Mientras Maduro siga en el
poder, resulta imposible que se puedan realizar elecciones limpias, por ello,
cuando el socialismo y el comunismo internacional, todos ellos disfrazados de
“progres”, siguen pidiéndole a Maduro que las convoque, lo que en realidad
pretenden es blanquear la imagen de un genocida, a sabiendas de que el
“pucherazo” estaría garantizado, al no existir la más mínima posibilidad de que
esos comicios fueran limpios.
Resulta escandaloso, que la
comunidad internacional siga sin tomar medidas para proteger a los venezolanos
del genocidio, los crímenes de guerra, la depuración étnica, y los crímenes de
lesa humanidad. Confío en que los dirigentes chavistas terminen sentados en el
banquillo de un tribunal internacional para responder de sus abyectos crímenes.
Mientras el ejército
venezolano siga a poyando a Maduro, mientras sus generales sigan trincando del
narcotráfico, la única posibilidad de cambio pasa por una intervención militar
apoyada por la OEA y la ONU. Maduro dispone además de cerca de cincuenta mil
cubanos, quienes han sido los principales responsables de la represión y la
tortura desplegadas.
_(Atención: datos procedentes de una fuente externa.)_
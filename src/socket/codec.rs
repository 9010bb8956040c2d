//! Line-oriented wire format of the socket client protocol.
//!
//! Every message is one line of whitespace-separated fields:
//! `version flag nDbl nInt nBool time v1 .. vnDbl`. Doubles are written in
//! scientific notation with 15 fractional digits. Integer and boolean
//! payloads are part of the format but never used by the host.

use crate::error::SocketError;

/// Protocol version written in every message.
pub const PROTOCOL_VERSION: i32 = 2;

/// One decoded message.
#[derive(Debug, Clone, PartialEq)]
pub struct Message {
    pub flag: i32,
    pub time: f64,
    pub values: Vec<f64>,
}

impl Message {
    /// A data message with flag 0.
    pub fn data(time: f64, values: Vec<f64>) -> Self {
        Self {
            flag: 0,
            time,
            values,
        }
    }

    /// A control message carrying only `flag`.
    pub fn control(flag: i32) -> Self {
        Self {
            flag,
            time: 0.0,
            values: Vec::new(),
        }
    }
}

/// Encodes `msg` as one newline-terminated line.
pub fn encode(msg: &Message) -> String {
    let mut line = format!(
        "{PROTOCOL_VERSION} {} {} 0 0 {:.15e}",
        msg.flag,
        msg.values.len(),
        msg.time
    );
    for v in &msg.values {
        line.push_str(&format!(" {v:.15e}"));
    }
    line.push('\n');
    line
}

fn field<T: std::str::FromStr>(
    fields: &mut std::str::SplitWhitespace<'_>,
    what: &str,
) -> Result<T, SocketError> {
    let raw = fields
        .next()
        .ok_or_else(|| SocketError::Protocol(format!("missing {what}")))?;
    raw.parse()
        .map_err(|_| SocketError::Protocol(format!("bad {what} \"{raw}\"")))
}

/// Decodes one received line.
///
/// A line with a non-zero flag may stop after the flag; the peer is ending
/// the exchange and sends no payload.
///
/// # Errors
///
/// [`SocketError::Version`] for a different protocol version, otherwise
/// [`SocketError::Protocol`] for missing or unparsable fields.
pub fn decode(line: &str) -> Result<Message, SocketError> {
    let mut fields = line.split_whitespace();
    let version: i32 = field(&mut fields, "version")?;
    if version != PROTOCOL_VERSION {
        return Err(SocketError::Version {
            found: version,
            expected: PROTOCOL_VERSION,
        });
    }
    let flag: i32 = field(&mut fields, "flag")?;
    if flag != 0 {
        return Ok(Message::control(flag));
    }

    let n_dbl: usize = field(&mut fields, "double count")?;
    let n_int: usize = field(&mut fields, "integer count")?;
    let n_bool: usize = field(&mut fields, "boolean count")?;
    let time: f64 = field(&mut fields, "time")?;
    let values = (0..n_dbl)
        .map(|i| field::<f64>(&mut fields, &format!("double #{}", i + 1)))
        .collect::<Result<Vec<_>, _>>()?;
    for i in 0..n_int + n_bool {
        let _: i64 = field(&mut fields, &format!("integer #{}", i + 1))?;
    }
    Ok(Message { flag, time, values })
}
En el pasado siglo, el comunismo acabó con la vida de 130
millones de seres humanos, en el siglo XXI vemos, como da sus últimos y
criminales coletazos.
La situación es dantesca,
caravanas de ayuda humanitaria compuesta de alimentos y medicinas, bloqueadas
en la frontera mientras el pueblo venezolano se muere de hambre y enfermedades.
Supongo que, tarde o temprano, alguien tendrá que actuar.